Exercise prompt. Write out exactly the lines of the entries below from the one holding "assert_eq!(before.len(), after.len());" to the one holding "async fn update_replaces_in_place_and_keeps_others()", inclusive, and leave out all other lines.

::: Data excerpts :::

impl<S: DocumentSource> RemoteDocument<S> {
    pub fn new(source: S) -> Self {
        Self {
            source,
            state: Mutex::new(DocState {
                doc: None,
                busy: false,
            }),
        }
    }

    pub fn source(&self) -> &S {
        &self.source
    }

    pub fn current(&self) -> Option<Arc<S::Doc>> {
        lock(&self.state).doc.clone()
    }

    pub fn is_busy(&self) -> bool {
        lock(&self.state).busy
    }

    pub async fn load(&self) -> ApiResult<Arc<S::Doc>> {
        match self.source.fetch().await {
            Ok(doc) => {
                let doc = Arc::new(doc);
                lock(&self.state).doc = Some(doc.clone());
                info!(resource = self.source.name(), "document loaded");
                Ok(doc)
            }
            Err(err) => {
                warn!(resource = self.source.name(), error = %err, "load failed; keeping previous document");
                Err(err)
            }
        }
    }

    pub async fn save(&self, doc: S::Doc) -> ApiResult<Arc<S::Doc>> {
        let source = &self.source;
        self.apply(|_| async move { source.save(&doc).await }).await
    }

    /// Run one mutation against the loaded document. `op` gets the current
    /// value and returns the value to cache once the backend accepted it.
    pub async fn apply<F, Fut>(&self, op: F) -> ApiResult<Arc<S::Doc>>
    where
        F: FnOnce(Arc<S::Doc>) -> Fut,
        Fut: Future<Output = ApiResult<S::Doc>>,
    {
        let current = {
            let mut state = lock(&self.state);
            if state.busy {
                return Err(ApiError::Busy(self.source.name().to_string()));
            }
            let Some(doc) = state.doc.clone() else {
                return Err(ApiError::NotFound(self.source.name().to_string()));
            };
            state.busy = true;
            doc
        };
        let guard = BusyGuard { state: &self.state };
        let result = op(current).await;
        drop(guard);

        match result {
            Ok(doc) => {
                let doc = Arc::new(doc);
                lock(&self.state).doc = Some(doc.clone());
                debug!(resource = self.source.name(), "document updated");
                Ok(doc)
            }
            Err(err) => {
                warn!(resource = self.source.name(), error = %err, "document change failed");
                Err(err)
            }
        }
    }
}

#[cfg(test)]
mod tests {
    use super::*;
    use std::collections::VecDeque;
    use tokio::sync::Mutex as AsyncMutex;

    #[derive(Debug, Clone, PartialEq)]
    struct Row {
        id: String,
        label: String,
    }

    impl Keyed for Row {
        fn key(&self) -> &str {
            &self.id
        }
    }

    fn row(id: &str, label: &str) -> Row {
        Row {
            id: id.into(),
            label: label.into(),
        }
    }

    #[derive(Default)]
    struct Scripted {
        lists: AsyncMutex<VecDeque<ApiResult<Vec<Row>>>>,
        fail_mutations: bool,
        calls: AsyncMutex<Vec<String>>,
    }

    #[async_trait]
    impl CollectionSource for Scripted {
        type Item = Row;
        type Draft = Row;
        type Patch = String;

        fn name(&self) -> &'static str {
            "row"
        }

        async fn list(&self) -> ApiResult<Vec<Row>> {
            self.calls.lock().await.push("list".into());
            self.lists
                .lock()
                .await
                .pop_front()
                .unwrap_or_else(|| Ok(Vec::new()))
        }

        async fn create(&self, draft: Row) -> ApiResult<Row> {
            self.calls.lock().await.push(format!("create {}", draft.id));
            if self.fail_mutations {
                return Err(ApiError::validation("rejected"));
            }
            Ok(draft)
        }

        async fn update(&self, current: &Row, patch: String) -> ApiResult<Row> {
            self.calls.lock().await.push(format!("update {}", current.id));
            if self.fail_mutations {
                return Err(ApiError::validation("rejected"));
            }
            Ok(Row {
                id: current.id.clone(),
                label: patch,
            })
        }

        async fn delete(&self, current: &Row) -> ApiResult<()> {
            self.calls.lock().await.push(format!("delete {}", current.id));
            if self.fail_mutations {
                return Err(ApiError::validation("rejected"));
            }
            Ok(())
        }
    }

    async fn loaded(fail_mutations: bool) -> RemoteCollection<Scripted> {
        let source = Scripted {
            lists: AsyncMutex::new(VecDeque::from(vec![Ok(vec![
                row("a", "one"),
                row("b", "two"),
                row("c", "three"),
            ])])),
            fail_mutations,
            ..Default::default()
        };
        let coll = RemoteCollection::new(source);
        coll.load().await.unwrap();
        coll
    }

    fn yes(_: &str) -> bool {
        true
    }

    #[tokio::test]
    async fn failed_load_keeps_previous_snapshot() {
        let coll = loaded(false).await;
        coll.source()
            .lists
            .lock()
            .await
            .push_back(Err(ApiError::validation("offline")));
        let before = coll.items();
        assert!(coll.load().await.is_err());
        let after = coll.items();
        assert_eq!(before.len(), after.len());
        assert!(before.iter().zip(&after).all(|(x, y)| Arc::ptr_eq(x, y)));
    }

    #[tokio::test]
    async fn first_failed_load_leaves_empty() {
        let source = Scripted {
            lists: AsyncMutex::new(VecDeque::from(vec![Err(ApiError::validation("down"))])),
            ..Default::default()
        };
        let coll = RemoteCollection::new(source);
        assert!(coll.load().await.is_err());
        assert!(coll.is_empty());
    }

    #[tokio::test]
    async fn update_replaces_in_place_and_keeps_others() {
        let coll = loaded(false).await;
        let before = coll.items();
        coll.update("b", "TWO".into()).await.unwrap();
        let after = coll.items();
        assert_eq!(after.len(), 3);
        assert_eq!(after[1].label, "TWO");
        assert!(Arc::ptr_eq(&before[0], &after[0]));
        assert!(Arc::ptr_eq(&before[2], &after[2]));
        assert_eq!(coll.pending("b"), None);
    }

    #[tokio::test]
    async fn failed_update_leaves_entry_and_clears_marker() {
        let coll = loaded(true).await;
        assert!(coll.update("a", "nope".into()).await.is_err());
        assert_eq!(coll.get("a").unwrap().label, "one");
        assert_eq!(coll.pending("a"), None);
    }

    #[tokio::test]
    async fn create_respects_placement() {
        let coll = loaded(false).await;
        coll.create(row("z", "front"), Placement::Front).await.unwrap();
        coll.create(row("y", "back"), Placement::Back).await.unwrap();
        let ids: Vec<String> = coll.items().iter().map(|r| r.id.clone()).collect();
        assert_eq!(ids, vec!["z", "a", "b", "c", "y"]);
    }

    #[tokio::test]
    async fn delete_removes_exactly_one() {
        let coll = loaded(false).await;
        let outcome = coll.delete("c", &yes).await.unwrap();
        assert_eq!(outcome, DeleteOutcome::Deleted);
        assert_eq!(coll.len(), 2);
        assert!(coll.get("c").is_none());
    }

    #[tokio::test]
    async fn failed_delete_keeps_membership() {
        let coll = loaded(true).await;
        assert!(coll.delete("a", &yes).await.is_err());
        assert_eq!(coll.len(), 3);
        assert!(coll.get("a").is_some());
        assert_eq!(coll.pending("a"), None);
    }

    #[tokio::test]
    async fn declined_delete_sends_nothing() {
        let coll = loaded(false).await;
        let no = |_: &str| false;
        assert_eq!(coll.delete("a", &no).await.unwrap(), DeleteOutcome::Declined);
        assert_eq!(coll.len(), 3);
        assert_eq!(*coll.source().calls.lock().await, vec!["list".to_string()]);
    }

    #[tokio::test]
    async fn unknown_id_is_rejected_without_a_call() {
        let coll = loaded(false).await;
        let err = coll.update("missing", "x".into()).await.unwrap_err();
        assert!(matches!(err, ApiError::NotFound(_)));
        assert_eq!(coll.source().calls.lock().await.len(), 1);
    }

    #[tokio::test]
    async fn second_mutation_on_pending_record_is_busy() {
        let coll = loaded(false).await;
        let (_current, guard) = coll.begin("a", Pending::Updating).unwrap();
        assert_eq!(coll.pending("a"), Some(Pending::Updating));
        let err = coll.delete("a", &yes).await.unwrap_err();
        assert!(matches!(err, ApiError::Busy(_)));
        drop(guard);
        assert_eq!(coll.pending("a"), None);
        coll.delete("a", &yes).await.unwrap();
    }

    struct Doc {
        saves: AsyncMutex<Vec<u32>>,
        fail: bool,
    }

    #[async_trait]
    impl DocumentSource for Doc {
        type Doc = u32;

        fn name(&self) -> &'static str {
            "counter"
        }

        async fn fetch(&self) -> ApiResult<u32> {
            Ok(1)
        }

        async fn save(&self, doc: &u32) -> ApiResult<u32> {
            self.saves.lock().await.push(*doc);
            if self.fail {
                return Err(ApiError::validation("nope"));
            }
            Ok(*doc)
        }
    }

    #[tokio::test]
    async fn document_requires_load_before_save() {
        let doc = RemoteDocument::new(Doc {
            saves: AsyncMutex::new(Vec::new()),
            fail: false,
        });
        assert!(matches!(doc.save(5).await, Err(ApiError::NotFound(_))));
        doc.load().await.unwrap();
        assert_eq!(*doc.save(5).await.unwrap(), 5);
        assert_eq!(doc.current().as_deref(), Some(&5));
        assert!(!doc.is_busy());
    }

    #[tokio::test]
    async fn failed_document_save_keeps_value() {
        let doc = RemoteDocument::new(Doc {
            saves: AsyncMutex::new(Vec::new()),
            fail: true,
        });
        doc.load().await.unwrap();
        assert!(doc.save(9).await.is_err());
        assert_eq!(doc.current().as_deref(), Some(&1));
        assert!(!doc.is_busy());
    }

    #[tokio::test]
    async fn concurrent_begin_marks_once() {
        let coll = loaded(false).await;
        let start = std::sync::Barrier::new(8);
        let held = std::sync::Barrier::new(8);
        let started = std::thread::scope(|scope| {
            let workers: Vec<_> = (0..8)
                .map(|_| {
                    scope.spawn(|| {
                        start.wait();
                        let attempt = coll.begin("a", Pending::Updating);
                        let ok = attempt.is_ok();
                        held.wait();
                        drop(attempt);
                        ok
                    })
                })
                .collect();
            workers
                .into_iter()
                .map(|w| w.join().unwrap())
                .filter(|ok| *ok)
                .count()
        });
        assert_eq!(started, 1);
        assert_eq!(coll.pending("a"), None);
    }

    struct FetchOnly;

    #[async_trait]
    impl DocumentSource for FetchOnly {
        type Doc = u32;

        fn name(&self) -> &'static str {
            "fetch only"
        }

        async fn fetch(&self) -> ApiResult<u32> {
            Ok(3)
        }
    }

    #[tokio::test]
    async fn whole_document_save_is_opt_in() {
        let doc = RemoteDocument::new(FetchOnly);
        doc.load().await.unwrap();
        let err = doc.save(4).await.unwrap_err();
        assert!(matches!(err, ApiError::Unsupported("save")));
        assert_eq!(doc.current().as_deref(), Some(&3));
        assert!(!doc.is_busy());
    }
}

:::

Solution below.
        assert_eq!(before.len(), after.len());
        assert!(before.iter().zip(&after).all(|(x, y)| Arc::ptr_eq(x, y)));
    }

    #[tokio::test]
    async fn first_failed_load_leaves_empty() {
        let source = Scripted {
            lists: AsyncMutex::new(VecDeque::from(vec![Err(ApiError::validation("down"))])),
            ..Default::default()
        };
        let coll = RemoteCollection::new(source);
        assert!(coll.load().await.is_err());
        assert!(coll.is_empty());
    }

    #[tokio::test]
    async fn update_replaces_in_place_and_keeps_others() {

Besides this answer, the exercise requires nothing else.